AMD has announced that Google Compute Engine and the Google Cloud Machine Learning platform will use AMD’s Radeon GPU (graphics processing units) technology to deliver accelerated performance to facilitate computationally-intensive simulations for use cases such as “complex medical and financial simulations, seismic and subsurface exploration, machine learning, video rendering and transcoding, and scientific analysis.” AMD FirePro™ S9300 x2 Server GPUs can handle parallel calculations that illustrate AMD’s progress with respect to GPU-based hardware. AMD’s deal with Google is particularly significant because most cloud vendors have used Nvidia GPUs for computationally intensive use cases such as deep learning, to date. As of 2017, Google will use the K80 and P100 GPU chips based on Nvidia’s Tesla architecture as well as AMD’s FirePro S9300, designed using AMD’s Polaris architecture.

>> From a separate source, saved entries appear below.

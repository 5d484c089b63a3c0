use std::path::PathBuf;

use anyhow::{Context, Result};
use clap::{Parser, Subcommand};
use pdm_core::charts::{anomaly_trend_chart, dashboard, gantt_chart, predicted_vs_actual_chart};
use pdm_core::common::time::parse_date;
use pdm_core::common::utils::slugify;
use pdm_core::schedule::builtin_plans;
use pdm_core::{
    ErrCode, Exporter, PdmConfig, PdmError, SensorDataset, SensorField, TrendAnalyzer,
};
use tracing::{error, info};

#[derive(Parser, Debug)]
#[command(name = "pdm", about = "Predictive maintenance trend estimation and chart data")]
struct Cli {
    /// JSON configuration file
    #[arg(short, long, env = "PDM_CONFIG")]
    config: Option<PathBuf>,

    /// Sensor dataset CSV
    #[arg(short, long)]
    data: Option<PathBuf>,

    /// Directory for figures and tables
    #[arg(short, long)]
    out: Option<PathBuf>,

    /// Log filter used when RUST_LOG is unset
    #[arg(long, default_value = "info")]
    log_level: String,

    #[command(subcommand)]
    command: Command,
}

#[derive(Subcommand, Debug)]
enum Command {
    /// 2×2 sensor dashboard
    Dashboard,
    /// Anomaly trend, rolling band and failure projection for one asset
    Trend {
        #[arg(short, long)]
        asset: Option<String>,
        #[arg(short, long)]
        threshold: Option<f64>,
        #[arg(short, long)]
        window: Option<usize>,
    },
    /// Gantt charts of the maintenance plans
    Schedule {
        /// Plan start date, YYYY-MM-DD
        #[arg(short, long)]
        start: Option<String>,
    },
    /// Everything
    All,
}

fn main() {
    let cli = Cli::parse();
    init_logging(&cli.log_level);

    if let Err(e) = run(cli) {
        match error_code(&e) {
            Some(code) => error!(code = %code, error = %format!("{:#}", e), "pdm failed"),
            None => error!(error = %format!("{:#}", e), "pdm failed"),
        }
        std::process::exit(1);
    }
}

/// Code of the first `PdmError` in the cause chain
fn error_code(e: &anyhow::Error) -> Option<ErrCode> {
    e.chain()
        .find_map(|cause| cause.downcast_ref::<PdmError>())
        .map(PdmError::errcode)
}

fn init_logging(level: &str) {
    let filter = tracing_subscriber::EnvFilter::try_from_default_env()
        .unwrap_or_else(|_| tracing_subscriber::EnvFilter::new(level));

    tracing_subscriber::fmt()
        .with_env_filter(filter)
        .with_target(false)
        .init();
}

fn load_config(cli: &Cli) -> Result<PdmConfig> {
    let mut config = match &cli.config {
        Some(path) => PdmConfig::from_path(path)
            .with_context(|| format!("reading config {}", path.display()))?,
        None => PdmConfig::default(),
    };

    if let Some(data) = &cli.data {
        config.data_path = data.clone();
    }
    if let Some(out) = &cli.out {
        config.output_dir = out.clone();
    }
    match &cli.command {
        Command::Trend {
            asset,
            threshold,
            window,
        } => {
            if let Some(asset) = asset {
                config.trend_asset = asset.clone();
            }
            if let Some(threshold) = threshold {
                config.failure_threshold = *threshold;
            }
            if let Some(window) = window {
                config.rolling_window = *window;
            }
        }
        Command::Schedule { start: Some(start) } => {
            config.schedule_start = parse_date(start)?;
        }
        _ => {}
    }

    config.validate()?;
    Ok(config)
}

fn run(cli: Cli) -> Result<()> {
    let config = load_config(&cli)?;
    info!(
        version = env!("CARGO_PKG_VERSION"),
        data = %config.data_path.display(),
        out = %config.output_dir.display(),
        "starting"
    );

    let exporter = Exporter::new(&config.output_dir)
        .with_context(|| format!("creating {}", config.output_dir.display()))?;

    match cli.command {
        Command::Dashboard => run_dashboard(&config, &exporter, &load_dataset(&config)?),
        Command::Trend { .. } => run_trend(&config, &exporter, &load_dataset(&config)?),
        Command::Schedule { .. } => run_schedule(&config, &exporter),
        Command::All => {
            let dataset = load_dataset(&config)?;
            run_dashboard(&config, &exporter, &dataset)?;
            run_trend(&config, &exporter, &dataset)?;
            run_schedule(&config, &exporter)
        }
    }
}

fn load_dataset(config: &PdmConfig) -> Result<SensorDataset> {
    SensorDataset::from_path(&config.data_path)
        .with_context(|| format!("loading dataset {}", config.data_path.display()))
}

fn run_dashboard(config: &PdmConfig, exporter: &Exporter, dataset: &SensorDataset) -> Result<()> {
    let figure = dashboard(dataset, &config.dashboard_assets)?;
    exporter.write_figure("dashboard", &figure)?;
    Ok(())
}

fn run_trend(config: &PdmConfig, exporter: &Exporter, dataset: &SensorDataset) -> Result<()> {
    let asset = &config.trend_asset;
    let series = dataset.filter_asset(asset)?.series(SensorField::AnomalyScore);
    let report = TrendAnalyzer::from_config(config)
        .analyze(asset, series)
        .with_context(|| format!("trend analysis for {}", asset))?;

    let slug = slugify(asset);
    exporter.write_figure(&format!("anomaly_trend_{}", slug), &anomaly_trend_chart(&report))?;
    exporter.write_figure(
        &format!("predicted_vs_actual_{}", slug),
        &predicted_vs_actual_chart(&report),
    )?;
    exporter.write_trend_table(&report)?;

    println!(
        "{}: slope={:.5} intercept={:.5} r2={:.3} failure threshold {} reached ≈ day {:.1}",
        asset,
        report.fit.slope,
        report.fit.intercept,
        report.fit.r_squared,
        report.projection.threshold_value,
        report.projection.projected_day
    );
    Ok(())
}

fn run_schedule(config: &PdmConfig, exporter: &Exporter) -> Result<()> {
    for plan in builtin_plans(config.schedule_start)? {
        let figure = gantt_chart(&plan, config.tick_interval_days);
        exporter.write_figure(&format!("gantt_{}", slugify(&plan.title)), &figure)?;
        exporter.write_schedule(&plan)?;
    }
    Ok(())
}
impl OfflineQueue {
  pub fn open(path: &Path) -> Result<Self> {
    let conn = db::open(path, &schema())?;
    Ok(Self::from_connection(conn))
  }

  pub fn in_memory() -> Result<Self> {
    let conn = db::open_in_memory(&schema())?;
    Ok(Self::from_connection(conn))
  }

  fn from_connection(conn: Connection) -> Self {
    Self {
      conn: Arc::new(Mutex::new(conn)),
      owner: uuid::Uuid::new_v4().to_string(),
      lease_ttl: DEFAULT_LEASE_TTL,
      replaying: Arc::new(tokio::sync::Mutex::new(())),
    }
  }

  pub fn with_lease_ttl(mut self, lease_ttl: Duration) -> Self {
    self.lease_ttl = lease_ttl;
    self
  }

  /// Persist a snapshot of `request`. Never waits on the network.
  pub fn enqueue(&self, request: &FetchRequest) -> Result<QueuedMutation> {
    let mutation = QueuedMutation {
      id: uuid::Uuid::new_v4().to_string(),
      url: request.url.clone(),
      method: request.method.clone(),
      headers: request.headers.clone(),
      body: request.body.clone(),
      enqueued_at: Utc::now(),
    };

    let headers = serde_json::to_string(&mutation.headers)
      .map_err(|e| eyre!("Failed to serialize headers: {}", e))?;

    let conn = db::lock(&self.conn)?;
    conn
      .execute(
        "INSERT INTO offline_queue (id, url, method, headers, body, enqueued_at)
         VALUES (?, ?, ?, ?, ?, ?)",
        params![
          mutation.id,
          mutation.url,
          mutation.method,
          headers,
          mutation.body,
          db::to_millis(mutation.enqueued_at)
        ],
      )
      .map_err(|e| eyre!("Failed to enqueue {} {}: {}", mutation.method, mutation.url, e))?;

    info!(id = %mutation.id, method = %mutation.method, url = %mutation.url, "queued offline mutation");
    Ok(mutation)
  }

  /// All entries in enqueue order.
  pub fn entries(&self) -> Result<Vec<QueuedMutation>> {
    let conn = db::lock(&self.conn)?;
    let mut stmt = conn
      .prepare(
        "SELECT id, url, method, headers, body, enqueued_at FROM offline_queue
         ORDER BY enqueued_at, rowid",
      )
      .map_err(|e| eyre!("Failed to prepare query: {}", e))?;

    let rows = stmt
      .query_map([], |row| {
        Ok((
          row.get::<_, String>(0)?,
          row.get::<_, String>(1)?,
          row.get::<_, String>(2)?,
          row.get::<_, String>(3)?,
          row.get::<_, Option<String>>(4)?,
          row.get::<_, i64>(5)?,
        ))
      })
      .map_err(|e| eyre!("Failed to query offline queue: {}", e))?
      .collect::<rusqlite::Result<Vec<_>>>()
      .map_err(|e| eyre!("Failed to read offline queue: {}", e))?;

    rows
      .into_iter()
      .map(|(id, url, method, headers, body, enqueued_at)| {
        Ok(QueuedMutation {
          headers: serde_json::from_str(&headers)
            .map_err(|e| eyre!("Failed to deserialize headers of {}: {}", id, e))?,
          enqueued_at: db::from_millis(enqueued_at)?,
          id,
          url,
          method,
          body,
        })
      })
      .collect()
  }

  pub fn len(&self) -> Result<usize> {
    let conn = db::lock(&self.conn)?;
    let count: i64 = conn
      .query_row("SELECT COUNT(*) FROM offline_queue", [], |row| row.get(0))
      .map_err(|e| eyre!("Failed to count offline queue: {}", e))?;
    Ok(count as usize)
  }

  pub fn is_empty(&self) -> Result<bool> {
    Ok(self.len()? == 0)
  }

  /// Delete an entry. Returns false if it was already gone.
  pub fn remove(&self, id: &str) -> Result<bool> {
    let conn = db::lock(&self.conn)?;
    let removed = conn
      .execute("DELETE FROM offline_queue WHERE id = ?", params![id])
      .map_err(|e| eyre!("Failed to remove queued mutation {}: {}", id, e))?;
    Ok(removed > 0)
  }

  /// When a queued mutation last replayed successfully.
  pub fn last_sync(&self) -> Result<Option<DateTime<Utc>>> {
    let conn = db::lock(&self.conn)?;
    match db::get_meta(&conn, LAST_SYNC_KEY)? {
      Some(value) => {
        let millis = value
          .parse::<i64>()
          .map_err(|e| eyre!("Corrupt last_sync value {}: {}", value, e))?;
        Ok(Some(db::from_millis(millis)?))
      }
      None => Ok(None),
    }
  }

  fn record_sync(&self, at: DateTime<Utc>) -> Result<()> {
    let conn = db::lock(&self.conn)?;
    db::set_meta(&conn, LAST_SYNC_KEY, &db::to_millis(at).to_string())
  }

  fn acquire_lease(&self) -> Result<bool> {
    let conn = db::lock(&self.conn)?;
    lease::try_acquire(&conn, &self.owner, self.lease_ttl, Utc::now())
  }

  fn release_lease(&self) -> Result<()> {
    let conn = db::lock(&self.conn)?;
    lease::release(&conn, &self.owner)
  }

  /// Send `request` while renewing the lease in the background.
  ///
  /// Returns None, dropping the request, if another context took the lease
  /// before the response arrived.
  async fn send_under_lease(
    &self,
    network: &dyn Network,
    request: &FetchRequest,
  ) -> Result<Option<Result<FetchResponse>>> {
    let period = (self.lease_ttl / 3).max(Duration::from_millis(10));
    let mut renew = tokio::time::interval(period);
    renew.tick().await;

    let send = network.fetch(request);
    tokio::pin!(send);

    loop {
      tokio::select! {
        result = &mut send => return Ok(Some(result)),
        _ = renew.tick() => {
          if !self.acquire_lease()? {
            return Ok(None);
          }
        }
      }
    }
  }

  /// Re-issue every queued mutation in order.
  ///
  /// `on_outcome` is called once per attempted entry. A 2xx deletes the entry;
  /// any other status keeps it and moves on; a network error keeps it and ends
  /// the pass. Only one context drains at a time: if the lease is taken the
  /// pass is skipped.
  pub async fn replay<F>(&self, network: &dyn Network, mut on_outcome: F) -> Result<ReplayReport>
  where
    F: FnMut(&ReplayOutcome),
  {
    let Ok(_local) = self.replaying.try_lock() else {
      debug!("replay already running in this context");
      return self.skipped_report();
    };

    if !self.acquire_lease()? {
      info!("another context is draining the offline queue");
      return self.skipped_report();
    }

    let result = self.drain(network, &mut on_outcome).await;

    if let Err(e) = self.release_lease() {
      warn!(error = %e, "failed to release replay lease");
    }

    let report = result?;
    if report.replayed > 0 || report.failed > 0 {
      info!(
        replayed = report.replayed,
        failed = report.failed,
        remaining = report.remaining,
        "offline queue replay finished"
      );
    }
    Ok(report)
  }

  async fn drain<F>(&self, network: &dyn Network, on_outcome: &mut F) -> Result<ReplayReport>
  where
    F: FnMut(&ReplayOutcome),
  {
    let mut report = ReplayReport::default();

    for entry in self.entries()? {
      let Some(result) = self.send_under_lease(network, &entry.to_request()).await? else {
        warn!(id = %entry.id, "lost replay lease while request was in flight");
        break;
      };

      match result {
        Ok(response) if response.is_success() => {
          self.remove(&entry.id)?;
          if let Err(e) = self.record_sync(Utc::now()) {
            warn!(error = %e, "failed to record last sync time");
          }
          report.replayed += 1;
          on_outcome(&ReplayOutcome {
            id: entry.id,
            success: true,
            status: Some(response.status),
          });
        }
        Ok(response) => {
          warn!(
            id = %entry.id,
            status = response.status,
            url = %entry.url,
            "replay rejected by server; keeping queued"
          );
          report.failed += 1;
          on_outcome(&ReplayOutcome {
            id: entry.id,
            success: false,
            status: Some(response.status),
          });
        }
        Err(e) => {
          warn!(id = %entry.id, error = %e, "replay failed; stopping until next trigger");
          report.failed += 1;
          on_outcome(&ReplayOutcome {
            id: entry.id,
            success: false,
            status: None,
          });
          break;
        }
      }

      if !self.acquire_lease()? {
        warn!("lost replay lease mid-pass");
        break;
      }
    }

    report.remaining = self.len()?;
    Ok(report)
  }

  fn skipped_report(&self) -> Result<ReplayReport> {
    Ok(ReplayReport {
      remaining: self.len()?,
      skipped: true,
      ..Default::default()
    })
  }
}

Amazon Web Services, Microsoft Azure and the IBM Cloud, for example, use Nvidia GPUs. Google’s decision to use a combination of Nvidia and AMD GPUs for its data centers empowers Google Cloud to avoid vendor dependency and obtain greater negotiating power in the procurement process. AMD’s partnership with Google represents the second major cloud vendor that has opted to use its GPU technology, following upon Alibaba’s October 2016 decision to use AMD’s Radeon Pro chips for servers powering its cloud infrastructure. AMD’s deal with Google, however, represents a far more significant milestone in its bid to restore market share lost to Intel and Nvidia by carving out a niche within hyperscale cloud datacenters. AMD will hope to capitalize on its partnership with Google by expanding it the likes of Azure and Amazon Web Services. Meanwhile, AMD plans to release a GPU based on the combination of its forthcoming Vega architecture for GPUs and the recently announced Zen CPU that improves upon its existing Polaris GPU architecture.